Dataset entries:
+++
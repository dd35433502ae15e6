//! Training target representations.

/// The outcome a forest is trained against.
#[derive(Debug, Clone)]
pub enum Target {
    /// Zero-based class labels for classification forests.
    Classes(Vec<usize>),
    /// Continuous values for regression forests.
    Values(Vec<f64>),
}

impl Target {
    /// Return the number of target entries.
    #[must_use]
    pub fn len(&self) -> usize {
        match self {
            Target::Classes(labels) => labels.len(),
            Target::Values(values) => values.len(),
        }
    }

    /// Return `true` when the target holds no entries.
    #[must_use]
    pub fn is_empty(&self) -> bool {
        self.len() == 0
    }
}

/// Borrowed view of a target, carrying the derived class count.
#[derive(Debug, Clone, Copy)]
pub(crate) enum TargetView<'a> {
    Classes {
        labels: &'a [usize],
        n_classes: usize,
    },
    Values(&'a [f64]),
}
+++
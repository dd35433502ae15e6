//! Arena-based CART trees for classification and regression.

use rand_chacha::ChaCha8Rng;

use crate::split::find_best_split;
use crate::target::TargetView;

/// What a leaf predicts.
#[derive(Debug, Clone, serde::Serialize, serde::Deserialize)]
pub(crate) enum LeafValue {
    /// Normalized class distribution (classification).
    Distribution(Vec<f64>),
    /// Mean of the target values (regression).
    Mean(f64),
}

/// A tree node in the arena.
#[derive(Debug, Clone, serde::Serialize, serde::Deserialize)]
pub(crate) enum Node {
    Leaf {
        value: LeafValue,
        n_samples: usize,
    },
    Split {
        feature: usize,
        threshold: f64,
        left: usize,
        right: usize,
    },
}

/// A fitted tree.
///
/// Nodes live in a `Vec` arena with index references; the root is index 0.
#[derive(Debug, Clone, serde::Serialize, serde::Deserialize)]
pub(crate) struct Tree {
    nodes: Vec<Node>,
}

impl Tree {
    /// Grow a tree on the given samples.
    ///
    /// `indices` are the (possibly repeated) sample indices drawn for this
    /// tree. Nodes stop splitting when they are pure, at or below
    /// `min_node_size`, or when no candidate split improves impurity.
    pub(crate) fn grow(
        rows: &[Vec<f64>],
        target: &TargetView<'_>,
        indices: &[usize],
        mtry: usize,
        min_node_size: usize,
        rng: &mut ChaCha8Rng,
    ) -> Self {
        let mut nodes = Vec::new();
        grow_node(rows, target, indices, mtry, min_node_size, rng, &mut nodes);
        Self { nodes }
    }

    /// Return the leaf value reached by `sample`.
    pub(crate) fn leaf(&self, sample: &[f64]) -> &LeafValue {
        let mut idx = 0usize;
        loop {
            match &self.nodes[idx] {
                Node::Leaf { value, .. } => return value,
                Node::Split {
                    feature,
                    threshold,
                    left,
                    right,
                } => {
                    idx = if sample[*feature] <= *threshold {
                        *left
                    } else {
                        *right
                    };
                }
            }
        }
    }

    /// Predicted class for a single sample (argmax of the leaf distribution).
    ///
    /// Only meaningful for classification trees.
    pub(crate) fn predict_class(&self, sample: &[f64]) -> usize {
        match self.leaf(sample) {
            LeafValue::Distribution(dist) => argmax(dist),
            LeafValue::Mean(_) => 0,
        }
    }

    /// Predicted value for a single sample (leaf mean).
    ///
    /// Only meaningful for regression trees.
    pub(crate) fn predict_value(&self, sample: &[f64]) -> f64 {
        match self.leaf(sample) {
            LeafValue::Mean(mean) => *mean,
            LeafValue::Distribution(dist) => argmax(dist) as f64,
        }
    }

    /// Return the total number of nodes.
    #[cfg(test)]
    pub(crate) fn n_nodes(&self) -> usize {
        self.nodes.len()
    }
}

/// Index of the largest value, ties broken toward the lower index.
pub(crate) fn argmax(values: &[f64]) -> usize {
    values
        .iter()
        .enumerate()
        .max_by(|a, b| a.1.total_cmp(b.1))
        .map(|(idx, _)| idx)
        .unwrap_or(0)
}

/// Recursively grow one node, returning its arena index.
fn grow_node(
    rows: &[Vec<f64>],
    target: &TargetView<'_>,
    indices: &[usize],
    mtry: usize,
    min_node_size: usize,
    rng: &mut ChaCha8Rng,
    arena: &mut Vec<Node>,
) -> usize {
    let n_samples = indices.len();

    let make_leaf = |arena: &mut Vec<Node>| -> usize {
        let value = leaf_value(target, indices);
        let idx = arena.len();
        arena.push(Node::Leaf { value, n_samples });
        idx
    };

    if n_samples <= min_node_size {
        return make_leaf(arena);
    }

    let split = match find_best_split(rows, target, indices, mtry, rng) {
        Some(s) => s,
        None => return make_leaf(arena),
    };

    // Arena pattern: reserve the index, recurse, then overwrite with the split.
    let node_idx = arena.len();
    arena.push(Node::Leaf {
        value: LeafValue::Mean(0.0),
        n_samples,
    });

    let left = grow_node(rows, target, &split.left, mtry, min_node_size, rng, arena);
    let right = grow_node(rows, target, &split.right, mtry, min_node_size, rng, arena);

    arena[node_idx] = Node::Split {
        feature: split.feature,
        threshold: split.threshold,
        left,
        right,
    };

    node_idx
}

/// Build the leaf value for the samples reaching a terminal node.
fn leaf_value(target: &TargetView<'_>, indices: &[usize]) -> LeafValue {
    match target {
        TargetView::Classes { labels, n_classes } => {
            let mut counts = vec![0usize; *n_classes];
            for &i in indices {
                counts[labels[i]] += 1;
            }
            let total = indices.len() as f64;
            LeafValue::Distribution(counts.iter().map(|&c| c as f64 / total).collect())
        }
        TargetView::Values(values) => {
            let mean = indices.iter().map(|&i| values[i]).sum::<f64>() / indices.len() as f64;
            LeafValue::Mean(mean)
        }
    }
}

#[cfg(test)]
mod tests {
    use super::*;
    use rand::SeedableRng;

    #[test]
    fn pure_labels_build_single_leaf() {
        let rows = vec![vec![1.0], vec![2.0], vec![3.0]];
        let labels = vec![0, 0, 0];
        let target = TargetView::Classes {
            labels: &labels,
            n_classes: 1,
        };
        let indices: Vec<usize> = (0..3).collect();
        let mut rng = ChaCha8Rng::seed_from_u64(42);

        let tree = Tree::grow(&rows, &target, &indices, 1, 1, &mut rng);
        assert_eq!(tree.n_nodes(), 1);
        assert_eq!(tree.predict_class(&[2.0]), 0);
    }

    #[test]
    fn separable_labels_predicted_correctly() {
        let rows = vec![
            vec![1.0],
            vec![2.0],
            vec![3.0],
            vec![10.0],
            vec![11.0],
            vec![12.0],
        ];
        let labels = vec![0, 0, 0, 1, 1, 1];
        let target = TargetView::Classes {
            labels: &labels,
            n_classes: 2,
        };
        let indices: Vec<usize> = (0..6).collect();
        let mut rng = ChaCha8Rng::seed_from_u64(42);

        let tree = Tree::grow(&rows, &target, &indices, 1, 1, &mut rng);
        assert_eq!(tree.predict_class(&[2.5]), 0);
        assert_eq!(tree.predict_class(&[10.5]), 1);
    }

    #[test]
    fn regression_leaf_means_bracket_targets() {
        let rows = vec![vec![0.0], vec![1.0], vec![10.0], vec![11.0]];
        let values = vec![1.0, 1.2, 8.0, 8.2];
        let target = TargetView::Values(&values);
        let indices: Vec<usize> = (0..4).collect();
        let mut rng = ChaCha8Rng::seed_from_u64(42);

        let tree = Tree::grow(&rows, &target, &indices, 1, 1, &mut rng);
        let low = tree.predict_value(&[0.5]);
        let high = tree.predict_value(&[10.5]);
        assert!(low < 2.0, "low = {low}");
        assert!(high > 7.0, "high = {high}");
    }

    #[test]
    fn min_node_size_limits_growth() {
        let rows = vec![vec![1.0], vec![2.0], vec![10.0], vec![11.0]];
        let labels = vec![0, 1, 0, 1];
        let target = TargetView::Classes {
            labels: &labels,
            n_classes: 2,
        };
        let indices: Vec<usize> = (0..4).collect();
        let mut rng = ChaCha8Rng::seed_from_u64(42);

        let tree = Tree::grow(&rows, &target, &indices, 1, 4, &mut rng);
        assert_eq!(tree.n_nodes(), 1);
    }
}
+++
## Aim of the exercise
Run a filter over the data above and keep each line that contains the word "meaningful".

## Answer section
    /// Only meaningful for classification trees.
    /// Only meaningful for regression trees.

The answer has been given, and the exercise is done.